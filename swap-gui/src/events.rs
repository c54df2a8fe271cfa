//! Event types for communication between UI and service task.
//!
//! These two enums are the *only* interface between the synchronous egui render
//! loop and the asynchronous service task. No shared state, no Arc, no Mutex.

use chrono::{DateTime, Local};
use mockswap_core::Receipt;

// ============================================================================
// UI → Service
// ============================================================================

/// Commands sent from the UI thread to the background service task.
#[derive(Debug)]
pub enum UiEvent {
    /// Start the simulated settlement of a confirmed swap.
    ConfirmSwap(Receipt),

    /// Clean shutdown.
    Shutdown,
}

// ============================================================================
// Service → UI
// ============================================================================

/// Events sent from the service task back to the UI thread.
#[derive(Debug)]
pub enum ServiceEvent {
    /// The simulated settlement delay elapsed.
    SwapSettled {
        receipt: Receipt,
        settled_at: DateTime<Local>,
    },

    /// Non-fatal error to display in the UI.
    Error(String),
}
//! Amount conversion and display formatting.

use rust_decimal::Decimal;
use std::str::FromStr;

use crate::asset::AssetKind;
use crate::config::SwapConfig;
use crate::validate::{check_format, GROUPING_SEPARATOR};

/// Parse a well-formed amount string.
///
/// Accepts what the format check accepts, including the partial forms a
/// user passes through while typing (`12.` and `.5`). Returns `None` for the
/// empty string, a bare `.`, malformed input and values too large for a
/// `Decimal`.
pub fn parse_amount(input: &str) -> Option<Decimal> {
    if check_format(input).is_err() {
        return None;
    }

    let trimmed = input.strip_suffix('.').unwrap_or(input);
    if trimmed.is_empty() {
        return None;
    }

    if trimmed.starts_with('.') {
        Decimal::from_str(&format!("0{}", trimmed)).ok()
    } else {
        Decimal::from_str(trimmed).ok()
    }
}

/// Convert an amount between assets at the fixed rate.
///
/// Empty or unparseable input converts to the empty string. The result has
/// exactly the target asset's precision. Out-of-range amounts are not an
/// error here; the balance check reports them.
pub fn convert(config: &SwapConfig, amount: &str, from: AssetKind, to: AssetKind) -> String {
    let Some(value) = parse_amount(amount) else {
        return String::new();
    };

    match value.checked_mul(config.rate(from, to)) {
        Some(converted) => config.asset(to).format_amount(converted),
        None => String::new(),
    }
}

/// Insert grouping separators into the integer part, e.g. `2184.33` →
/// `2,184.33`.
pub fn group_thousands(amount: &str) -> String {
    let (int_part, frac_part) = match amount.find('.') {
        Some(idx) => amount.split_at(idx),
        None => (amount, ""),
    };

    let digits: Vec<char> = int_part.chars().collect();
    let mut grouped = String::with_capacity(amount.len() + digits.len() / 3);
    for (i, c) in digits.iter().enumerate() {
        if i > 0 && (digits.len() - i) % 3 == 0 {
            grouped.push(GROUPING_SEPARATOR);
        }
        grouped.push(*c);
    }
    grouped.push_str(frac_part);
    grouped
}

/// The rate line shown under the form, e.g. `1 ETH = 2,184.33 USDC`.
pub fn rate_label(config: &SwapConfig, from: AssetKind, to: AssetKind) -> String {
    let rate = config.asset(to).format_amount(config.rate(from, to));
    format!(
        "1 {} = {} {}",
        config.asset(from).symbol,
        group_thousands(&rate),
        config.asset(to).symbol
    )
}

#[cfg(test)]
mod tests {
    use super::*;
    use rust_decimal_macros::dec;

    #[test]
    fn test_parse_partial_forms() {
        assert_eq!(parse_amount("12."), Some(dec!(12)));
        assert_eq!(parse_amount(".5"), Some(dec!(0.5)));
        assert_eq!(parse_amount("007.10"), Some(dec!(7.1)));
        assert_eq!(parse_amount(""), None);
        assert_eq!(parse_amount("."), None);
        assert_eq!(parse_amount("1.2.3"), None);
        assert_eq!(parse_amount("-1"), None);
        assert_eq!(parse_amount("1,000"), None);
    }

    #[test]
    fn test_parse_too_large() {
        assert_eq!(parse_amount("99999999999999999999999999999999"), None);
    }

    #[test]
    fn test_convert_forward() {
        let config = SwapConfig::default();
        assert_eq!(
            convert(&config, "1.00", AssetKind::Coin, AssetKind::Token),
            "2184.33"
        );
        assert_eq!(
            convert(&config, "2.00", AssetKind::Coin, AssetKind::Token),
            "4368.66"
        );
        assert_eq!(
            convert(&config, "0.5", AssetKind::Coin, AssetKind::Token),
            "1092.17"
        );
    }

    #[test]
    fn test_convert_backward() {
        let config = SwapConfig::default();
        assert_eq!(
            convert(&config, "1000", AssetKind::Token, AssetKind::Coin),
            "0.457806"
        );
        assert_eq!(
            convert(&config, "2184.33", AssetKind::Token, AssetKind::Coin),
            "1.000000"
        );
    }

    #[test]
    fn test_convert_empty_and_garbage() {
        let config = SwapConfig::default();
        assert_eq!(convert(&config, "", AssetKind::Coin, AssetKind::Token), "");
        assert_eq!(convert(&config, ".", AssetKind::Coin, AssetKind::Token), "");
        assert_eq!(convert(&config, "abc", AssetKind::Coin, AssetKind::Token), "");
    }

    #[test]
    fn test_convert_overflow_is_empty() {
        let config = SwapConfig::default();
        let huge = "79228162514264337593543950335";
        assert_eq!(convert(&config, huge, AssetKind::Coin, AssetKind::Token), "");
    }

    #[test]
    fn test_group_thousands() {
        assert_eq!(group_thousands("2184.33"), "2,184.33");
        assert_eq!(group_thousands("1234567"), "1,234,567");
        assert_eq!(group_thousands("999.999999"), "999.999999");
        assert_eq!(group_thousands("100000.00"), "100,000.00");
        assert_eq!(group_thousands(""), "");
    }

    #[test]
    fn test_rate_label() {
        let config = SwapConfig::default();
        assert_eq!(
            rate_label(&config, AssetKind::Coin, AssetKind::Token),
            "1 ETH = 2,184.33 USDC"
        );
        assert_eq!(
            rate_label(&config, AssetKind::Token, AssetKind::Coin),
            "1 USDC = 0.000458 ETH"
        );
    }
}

- - - - -

Problem description: Output the full listing again, exactly as it stands above.

Your solution:
filename swap-gui/src/events.rs
repository c54df2a8fe271cfa
//! Event types for communication between UI and service task.
//!
//! These two enums are the *only* interface between the synchronous egui render
//! loop and the asynchronous service task. No shared state, no Arc, no Mutex.

use chrono::{DateTime, Local};
use mockswap_core::Receipt;

// ============================================================================
// UI → Service
// ============================================================================

/// Commands sent from the UI thread to the background service task.
#[derive(Debug)]
pub enum UiEvent {
    /// Start the simulated settlement of a confirmed swap.
    ConfirmSwap(Receipt),

    /// Clean shutdown.
    Shutdown,
}

// ============================================================================
// Service → UI
// ============================================================================

/// Events sent from the service task back to the UI thread.
#[derive(Debug)]
pub enum ServiceEvent {
    /// The simulated settlement delay elapsed.
    SwapSettled {
        receipt: Receipt,
        settled_at: DateTime<Local>,
    },

    /// Non-fatal error to display in the UI.
    Error(String),
}
//! Amount conversion and display formatting.

use rust_decimal::Decimal;
use std::str::FromStr;

use crate::asset::AssetKind;
use crate::config::SwapConfig;
use crate::validate::{check_format, GROUPING_SEPARATOR};

/// Parse a well-formed amount string.
///
/// Accepts what the format check accepts, including the partial forms a
/// user passes through while typing (`12.` and `.5`). Returns `None` for the
/// empty string, a bare `.`, malformed input and values too large for a
/// `Decimal`.
pub fn parse_amount(input: &str) -> Option<Decimal> {
    if check_format(input).is_err() {
        return None;
    }

    let trimmed = input.strip_suffix('.').unwrap_or(input);
    if trimmed.is_empty() {
        return None;
    }

    if trimmed.starts_with('.') {
        Decimal::from_str(&format!("0{}", trimmed)).ok()
    } else {
        Decimal::from_str(trimmed).ok()
    }
}

/// Convert an amount between assets at the fixed rate.
///
/// Empty or unparseable input converts to the empty string. The result has
/// exactly the target asset's precision. Out-of-range amounts are not an
/// error here; the balance check reports them.
pub fn convert(config: &SwapConfig, amount: &str, from: AssetKind, to: AssetKind) -> String {
    let Some(value) = parse_amount(amount) else {
        return String::new();
    };

    match value.checked_mul(config.rate(from, to)) {
        Some(converted) => config.asset(to).format_amount(converted),
        None => String::new(),
    }
}

/// Insert grouping separators into the integer part, e.g. `2184.33` →
/// `2,184.33`.
pub fn group_thousands(amount: &str) -> String {
    let (int_part, frac_part) = match amount.find('.') {
        Some(idx) => amount.split_at(idx),
        None => (amount, ""),
    };

    let digits: Vec<char> = int_part.chars().collect();
    let mut grouped = String::with_capacity(amount.len() + digits.len() / 3);
    for (i, c) in digits.iter().enumerate() {
        if i > 0 && (digits.len() - i) % 3 == 0 {
            grouped.push(GROUPING_SEPARATOR);
        }
        grouped.push(*c);
    }
    grouped.push_str(frac_part);
    grouped
}

/// The rate line shown under the form, e.g. `1 ETH = 2,184.33 USDC`.
pub fn rate_label(config: &SwapConfig, from: AssetKind, to: AssetKind) -> String {
    let rate = config.asset(to).format_amount(config.rate(from, to));
    format!(
        "1 {} = {} {}",
        config.asset(from).symbol,
        group_thousands(&rate),
        config.asset(to).symbol
    )
}

#[cfg(test)]
mod tests {
    use super::*;
    use rust_decimal_macros::dec;

    #[test]
    fn test_parse_partial_forms() {
        assert_eq!(parse_amount("12."), Some(dec!(12)));
        assert_eq!(parse_amount(".5"), Some(dec!(0.5)));
        assert_eq!(parse_amount("007.10"), Some(dec!(7.1)));
        assert_eq!(parse_amount(""), None);
        assert_eq!(parse_amount("."), None);
        assert_eq!(parse_amount("1.2.3"), None);
        assert_eq!(parse_amount("-1"), None);
        assert_eq!(parse_amount("1,000"), None);
    }

    #[test]
    fn test_parse_too_large() {
        assert_eq!(parse_amount("99999999999999999999999999999999"), None);
    }

    #[test]
    fn test_convert_forward() {
        let config = SwapConfig::default();
        assert_eq!(
            convert(&config, "1.00", AssetKind::Coin, AssetKind::Token),
            "2184.33"
        );
        assert_eq!(
            convert(&config, "2.00", AssetKind::Coin, AssetKind::Token),
            "4368.66"
        );
        assert_eq!(
            convert(&config, "0.5", AssetKind::Coin, AssetKind::Token),
            "1092.17"
        );
    }

    #[test]
    fn test_convert_backward() {
        let config = SwapConfig::default();
        assert_eq!(
            convert(&config, "1000", AssetKind::Token, AssetKind::Coin),
            "0.457806"
        );
        assert_eq!(
            convert(&config, "2184.33", AssetKind::Token, AssetKind::Coin),
            "1.000000"
        );
    }

    #[test]
    fn test_convert_empty_and_garbage() {
        let config = SwapConfig::default();
        assert_eq!(convert(&config, "", AssetKind::Coin, AssetKind::Token), "");
        assert_eq!(convert(&config, ".", AssetKind::Coin, AssetKind::Token), "");
        assert_eq!(convert(&config, "abc", AssetKind::Coin, AssetKind::Token), "");
    }

    #[test]
    fn test_convert_overflow_is_empty() {
        let config = SwapConfig::default();
        let huge = "79228162514264337593543950335";
        assert_eq!(convert(&config, huge, AssetKind::Coin, AssetKind::Token), "");
    }

    #[test]
    fn test_group_thousands() {
        assert_eq!(group_thousands("2184.33"), "2,184.33");
        assert_eq!(group_thousands("1234567"), "1,234,567");
        assert_eq!(group_thousands("999.999999"), "999.999999");
        assert_eq!(group_thousands("100000.00"), "100,000.00");
        assert_eq!(group_thousands(""), "");
    }

    #[test]
    fn test_rate_label() {
        let config = SwapConfig::default();
        assert_eq!(
            rate_label(&config, AssetKind::Coin, AssetKind::Token),
            "1 ETH = 2,184.33 USDC"
        );
        assert_eq!(
            rate_label(&config, AssetKind::Token, AssetKind::Coin),
            "1 USDC = 0.000458 ETH"
        );
    }
}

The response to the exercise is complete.